Markets are currently trying to ascertain our economic future in the middle of a pandemic where it is unclear what will happen. Will stopping the economy put us in a depression with long-lasting effects? Will the economy simply bounce back as if nothing happened? The uncertainly is as real as the cabin fever most of us have after spending 3+ weeks home with our kids!

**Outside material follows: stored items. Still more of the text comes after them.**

impl HarvestError {
    error_constructor!(corrupt_document, CorruptDocument);
    error_constructor!(ocr_failed, OcrFailed);
    error_constructor!(image_extraction_failed, ImageExtractionFailed);
    error_constructor!(table_extraction_failed, TableExtractionFailed);
    error_constructor!(enhancement_failed, EnhancementFailed);
    error_constructor!(language_detection_failed, LanguageDetectionFailed);
    error_constructor!(classification_failed, ClassificationFailed);
    error_constructor!(text_extraction_failed, TextExtractionFailed);
    error_constructor!(validation, Validation);
    error_constructor!(serialization, Serialization);

    /// Stable machine-readable code for hosts that branch on error kind.
    pub fn code(&self) -> &'static str {
        match self {
            HarvestError::Io(_) => "ERR_IO",
            HarvestError::FileNotFound(_) => "ERR_FILE_NOT_FOUND",
            HarvestError::FileTooLarge { .. } => "ERR_FILE_TOO_LARGE",
            HarvestError::EncryptedDocument => "ERR_ENCRYPTED_DOCUMENT",
            HarvestError::InvalidRangeFormat(_) | HarvestError::PageOutOfRange { .. } => "ERR_INVALID_PAGE_RANGE",
            HarvestError::CorruptDocument { .. } => "ERR_CORRUPT_DOCUMENT",
            HarvestError::OcrFailed { .. } => "ERR_OCR_FAILED",
            HarvestError::ImageExtractionFailed { .. } => "ERR_IMAGE_EXTRACTION_FAILED",
            HarvestError::TableExtractionFailed { .. } => "ERR_TABLE_EXTRACTION_FAILED",
            HarvestError::EnhancementFailed { .. } => "ERR_ENHANCEMENT_FAILED",
            HarvestError::LanguageDetectionFailed { .. } => "ERR_LANG_DETECTION_FAILED",
            HarvestError::ClassificationFailed { .. } => "ERR_CLASSIFICATION_FAILED",
            HarvestError::TextExtractionFailed { .. } => "ERR_TEXT_EXTRACTION_FAILED",
            HarvestError::Validation { .. } => "ERR_VALIDATION",
            HarvestError::Serialization { .. } => "ERR_SERIALIZATION",
            HarvestError::MissingDependency(_) => "ERR_MISSING_DEPENDENCY",
            HarvestError::Other(_) => "ERR_UNKNOWN",
        }
    }

    /// Errors that abort a run even when continue-on-error is active.
    pub fn is_structural(&self) -> bool {
        matches!(
            self,
            HarvestError::Io(_)
                | HarvestError::FileNotFound(_)
                | HarvestError::FileTooLarge { .. }
                | HarvestError::EncryptedDocument
                | HarvestError::InvalidRangeFormat(_)
                | HarvestError::PageOutOfRange { .. }
                | HarvestError::CorruptDocument { .. }
                | HarvestError::Validation { .. }
        )
    }

    /// Errors about the document itself rather than about one stage.
    fn is_document_error(&self) -> bool {
        matches!(
            self,
            HarvestError::FileNotFound(_)
                | HarvestError::FileTooLarge { .. }
                | HarvestError::EncryptedDocument
                | HarvestError::InvalidRangeFormat(_)
                | HarvestError::PageOutOfRange { .. }
                | HarvestError::CorruptDocument { .. }
                | HarvestError::Validation { .. }
        )
    }

    /// Report a failure raised inside `stage` as that stage's error.
    ///
    /// Errors already of the stage's kind and errors about the document itself
    /// are returned as is. Anything else (a renderer failing during OCR, a
    /// missing engine binary, an I/O error on a scratch file) is wrapped with
    /// its full message, keeping the original as `source`.
    pub fn in_stage(self, stage: Stage) -> Self {
        if stage.owns(&self) || self.is_document_error() {
            return self;
        }

        let message = self.to_string();
        match stage {
            Stage::ImageExtraction => Self::image_extraction_failed_with_source(message, self),
            Stage::TableExtraction => Self::table_extraction_failed_with_source(message, self),
            Stage::Ocr => Self::ocr_failed_with_source(message, self),
            Stage::Classification => Self::classification_failed_with_source(message, self),
        }
    }

    /// The message without the variant prefix, used for result-level error fields.
    pub fn detail(&self) -> String {
        match self {
            HarvestError::CorruptDocument { message, .. }
            | HarvestError::OcrFailed { message, .. }
            | HarvestError::ImageExtractionFailed { message, .. }
            | HarvestError::TableExtractionFailed { message, .. }
            | HarvestError::EnhancementFailed { message, .. }
            | HarvestError::LanguageDetectionFailed { message, .. }
            | HarvestError::ClassificationFailed { message, .. }
            | HarvestError::TextExtractionFailed { message, .. }
            | HarvestError::Validation { message, .. }
            | HarvestError::Serialization { message, .. } => message.clone(),
            other => other.to_string(),
        }
    }
}
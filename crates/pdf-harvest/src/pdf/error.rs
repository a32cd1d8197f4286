use std::fmt;

#[derive(Debug, Clone)]
pub enum PdfError {
    InvalidPdf(String),
    Encrypted,
    PageNotFound(u32),
    TextExtractionFailed(String),
    RenderingFailed(String),
    MetadataExtractionFailed(String),
    IOError(String),
}

impl fmt::Display for PdfError {
    fn fmt(&self, f: &mut fmt::Formatter<'_>) -> fmt::Result {
        match self {
            PdfError::InvalidPdf(msg) => write!(f, "Invalid PDF: {}", msg),
            PdfError::Encrypted => write!(f, "PDF is encrypted"),
            PdfError::PageNotFound(page) => write!(f, "Page {} not found", page),
            PdfError::TextExtractionFailed(msg) => write!(f, "Text extraction failed: {}", msg),
            PdfError::RenderingFailed(msg) => write!(f, "Page rendering failed: {}", msg),
            PdfError::MetadataExtractionFailed(msg) => {
                write!(f, "Metadata extraction failed: {}", msg)
            }
            PdfError::IOError(msg) => write!(f, "I/O error: {}", msg),
        }
    }
}

impl std::error::Error for PdfError {}

// NOTE: No From<std::io::Error> impl - IO errors must bubble up unchanged

impl From<lopdf::Error> for PdfError {
    fn from(err: lopdf::Error) -> Self {
        match err {
            lopdf::Error::IO(io_err) => PdfError::IOError(io_err.to_string()),
            _ => PdfError::InvalidPdf(err.to_string()),
        }
    }
}

pub type Result<T> = std::result::Result<T, PdfError>;

#[cfg(test)]
mod tests {
    use super::*;
    use crate::HarvestError;

    #[test]
    fn test_invalid_pdf_error() {
        let err = PdfError::InvalidPdf("corrupted header".to_string());
        assert_eq!(err.to_string(), "Invalid PDF: corrupted header");
    }

    #[test]
    fn test_page_not_found_error() {
        let err = PdfError::PageNotFound(7);
        assert_eq!(err.to_string(), "Page 7 not found");
    }

    #[test]
    fn test_rendering_failed_error() {
        let err = PdfError::RenderingFailed("pdftoppm exited with status 1".to_string());
        assert_eq!(err.to_string(), "Page rendering failed: pdftoppm exited with status 1");
    }

    #[test]
    fn test_conversion_into_harvest_error() {
        let err: HarvestError = PdfError::Encrypted.into();
        assert!(matches!(err, HarvestError::EncryptedDocument));

        let err: HarvestError = PdfError::InvalidPdf("trailer missing".into()).into();
        assert!(matches!(err, HarvestError::CorruptDocument { .. }));

        let err: HarvestError = PdfError::RenderingFailed("no bitmap".into()).into();
        assert!(matches!(err, HarvestError::ImageExtractionFailed { .. }));

        let err: HarvestError = PdfError::TextExtractionFailed("bad stream".into()).into();
        assert!(matches!(err, HarvestError::TextExtractionFailed { .. }));

        let err: HarvestError = PdfError::IOError("disk full".into()).into();
        assert!(matches!(err, HarvestError::Io(_)));
    }

    #[test]
    fn test_lopdf_parse_error_is_invalid_pdf() {
        let err = lopdf::Document::load_mem(b"definitely not a pdf").unwrap_err();
        let pdf_err: PdfError = err.into();
        assert!(matches!(pdf_err, PdfError::InvalidPdf(_) | PdfError::IOError(_)));
    }
}
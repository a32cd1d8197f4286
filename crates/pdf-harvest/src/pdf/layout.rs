//! Positioned text items from page content streams.
//!
//! Walks the text operators of a page while tracking the current
//! transformation and text matrices, producing one [`TextItem`] per shown
//! string. Coordinates are PDF user space with the origin at the bottom-left.

use super::error::{PdfError, Result};
use super::metadata::decode_text_string;
use lopdf::content::Content;
use lopdf::{Document, Object, ObjectId};

/// Average glyph advance as a fraction of the font size, used to estimate widths.
const AVG_GLYPH_WIDTH: f32 = 0.5;

/// Line advance for `T*` and `'` when no leading is set.
const DEFAULT_LEADING: f32 = 1.2;

const IDENTITY: [f32; 6] = [1.0, 0.0, 0.0, 1.0, 0.0, 0.0];

#[derive(Debug, Clone, PartialEq)]
pub struct TextItem {
    pub text: String,
    pub x: f32,
    pub y: f32,
    /// Estimated from the character count and font size.
    pub width: f32,
    pub font_size: f32,
    /// 1-based page number.
    pub page: u32,
}

impl TextItem {
    pub fn right(&self) -> f32 {
        self.x + self.width
    }
}

/// Items sharing a baseline, sorted left to right.
#[derive(Debug, Clone)]
pub struct TextRow {
    pub y: f32,
    pub items: Vec<TextItem>,
}

impl TextRow {
    pub fn height(&self) -> f32 {
        self.items.iter().map(|item| item.font_size).fold(0.0, f32::max)
    }
}

fn multiply_matrices(m1: &[f32; 6], m2: &[f32; 6]) -> [f32; 6] {
    [
        m1[0] * m2[0] + m1[1] * m2[2],
        m1[0] * m2[1] + m1[1] * m2[3],
        m1[2] * m2[0] + m1[3] * m2[2],
        m1[2] * m2[1] + m1[3] * m2[3],
        m1[4] * m2[0] + m1[5] * m2[2] + m2[4],
        m1[4] * m2[1] + m1[5] * m2[3] + m2[5],
    ]
}

fn get_number(obj: &Object) -> Option<f32> {
    match obj {
        Object::Integer(i) => Some(*i as f32),
        Object::Real(r) => Some(*r),
        _ => None,
    }
}

fn operand_text(obj: &Object) -> Option<String> {
    match obj {
        Object::String(bytes, _) => Some(decode_text_string(bytes)),
        _ => None,
    }
}

fn scaled_font_size(base: f32, matrix: &[f32; 6]) -> f32 {
    let scale_x = (matrix[0].powi(2) + matrix[1].powi(2)).sqrt();
    let scale_y = (matrix[2].powi(2) + matrix[3].powi(2)).sqrt();
    base * scale_x.max(scale_y)
}

struct TextState {
    ctm: [f32; 6],
    ctm_stack: Vec<[f32; 6]>,
    text_matrix: [f32; 6],
    line_matrix: [f32; 6],
    font_size: f32,
    leading: Option<f32>,
    in_text: bool,
}

impl TextState {
    fn new() -> Self {
        Self {
            ctm: IDENTITY,
            ctm_stack: Vec::new(),
            text_matrix: IDENTITY,
            line_matrix: IDENTITY,
            font_size: 12.0,
            leading: None,
            in_text: false,
        }
    }

    fn next_line(&mut self) {
        self.line_matrix[5] -= self.leading.unwrap_or(self.font_size * DEFAULT_LEADING);
        self.text_matrix = self.line_matrix;
    }

    fn emit(&self, text: String, page: u32, items: &mut Vec<TextItem>) {
        if !self.in_text || text.trim().is_empty() {
            return;
        }
        let font_size = scaled_font_size(self.font_size, &self.text_matrix);
        let combined = multiply_matrices(&self.text_matrix, &self.ctm);
        let width = text.chars().count() as f32 * font_size * AVG_GLYPH_WIDTH;
        items.push(TextItem {
            text,
            x: combined[4],
            y: combined[5],
            width,
            font_size,
            page,
        });
    }
}

/// Positioned text items of one page.
pub fn extract_page_items(document: &Document, page_id: ObjectId, page: u32) -> Result<Vec<TextItem>> {
    let data = document
        .get_page_content(page_id)
        .map_err(|e| PdfError::TextExtractionFailed(format!("Page {}: {}", page, e)))?;
    let content = Content::decode(&data).map_err(|e| PdfError::TextExtractionFailed(format!("Page {}: {}", page, e)))?;

    let mut state = TextState::new();
    let mut items = Vec::new();

    for op in &content.operations {
        let operands = &op.operands;
        match op.operator.as_str() {
            "q" => state.ctm_stack.push(state.ctm),
            "Q" => {
                if let Some(saved) = state.ctm_stack.pop() {
                    state.ctm = saved;
                }
            }
            "cm" if operands.len() >= 6 => {
                let mut matrix = IDENTITY;
                for (i, operand) in operands.iter().take(6).enumerate() {
                    matrix[i] = get_number(operand).unwrap_or(IDENTITY[i]);
                }
                state.ctm = multiply_matrices(&matrix, &state.ctm);
            }
            "BT" => {
                state.in_text = true;
                state.text_matrix = IDENTITY;
                state.line_matrix = IDENTITY;
            }
            "ET" => state.in_text = false,
            "Tf" if operands.len() >= 2 => {
                if let Some(size) = get_number(&operands[1]) {
                    state.font_size = size;
                }
            }
            "TL" => state.leading = operands.first().and_then(get_number),
            "Td" | "TD" if operands.len() >= 2 => {
                let tx = get_number(&operands[0]).unwrap_or(0.0);
                let ty = get_number(&operands[1]).unwrap_or(0.0);
                if op.operator == "TD" {
                    state.leading = Some(-ty);
                }
                state.line_matrix = multiply_matrices(&[1.0, 0.0, 0.0, 1.0, tx, ty], &state.line_matrix);
                state.text_matrix = state.line_matrix;
            }
            "Tm" if operands.len() >= 6 => {
                for (i, operand) in operands.iter().take(6).enumerate() {
                    state.text_matrix[i] = get_number(operand).unwrap_or(IDENTITY[i]);
                }
                state.line_matrix = state.text_matrix;
            }
            "T*" => state.next_line(),
            "Tj" => {
                if let Some(text) = operands.first().and_then(operand_text) {
                    state.emit(text, page, &mut items);
                }
            }
            "TJ" => {
                if let Some(Ok(array)) = operands.first().map(Object::as_array) {
                    let text: String = array.iter().filter_map(operand_text).collect();
                    state.emit(text, page, &mut items);
                }
            }
            "'" => {
                state.next_line();
                if let Some(text) = operands.first().and_then(operand_text) {
                    state.emit(text, page, &mut items);
                }
            }
            "\"" => {
                state.next_line();
                if let Some(text) = operands.get(2).and_then(operand_text) {
                    state.emit(text, page, &mut items);
                }
            }
            _ => {}
        }
    }

    Ok(items)
}

/// Group items into rows whose baselines differ by at most `tolerance`.
///
/// Rows are returned top to bottom; items within a row left to right.
pub fn group_into_rows(mut items: Vec<TextItem>, tolerance: f32) -> Vec<TextRow> {
    items.sort_by(|a, b| b.y.total_cmp(&a.y).then(a.x.total_cmp(&b.x)));

    let mut rows: Vec<TextRow> = Vec::new();
    for item in items {
        match rows.last_mut() {
            Some(row) if (row.y - item.y).abs() <= tolerance => row.items.push(item),
            _ => rows.push(TextRow {
                y: item.y,
                items: vec![item],
            }),
        }
    }

    for row in &mut rows {
        row.items.sort_by(|a, b| a.x.total_cmp(&b.x));
    }
    rows
}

Uncertainty is the one thing that is unavoidable, but if one looks deep enough into the historical record we find that humans of the past have faced similar issues of the present (and probably the future). We can use this knowledge to potentially guide us in the present.
Thankfully, academic researchers are helping to shed some light on the subject of pandemic economics by looking at 15 pandemics stretching back to the Black Plague (1347-1352!). The focus is on European pandemics where data is more readily available. 1
In this piece the authors tackle the following questions:
- How do pandemics affect economic activity in the mid-long term?
- How do pandemics affect activity versus other crazy events, such as wars?
What are the Academic Insights?
- Real rates of interest (adjusted for the natural rate) decline over a long-time period (i.e., 20yrs+), suggesting that pandemics have had large long-lasting effects on the economy. This drop in real interest rates is believed to be driven by an increased demand to save vs. consume and via lower demand for capital investment. 2
- Wars tend to increase real rates of interest, which is driven by increased demand for capital (e.g., building tanks is costly!)
Why does it matter?
Real interest rates are thought to be set by supply and demand. Things can get complicated real quick, but if a pandemic kills demand and individuals increase their desire to save versus consume, real interest rates come down. Demand is critical for growing an economy. One can throw all the money in the world at a problem, but if consumer psychology shifts from “let’s buy mode” to “let’s save mode”, the dynamics can spiral out of control and the economy can find itself in — dare I say it — a Depression. On the other hand, low real interest rates allow governments to “cheaply” fund demand (i.e., huge work projects). We’ve certainly learned the importance of allowing the government to supplement demand during shocks in the economy, but now we are exploring a new experiment — what happens when you give a government an open checkbook to fund missing consumer demand in the economy? Is the cure worse than the disease? Who knows.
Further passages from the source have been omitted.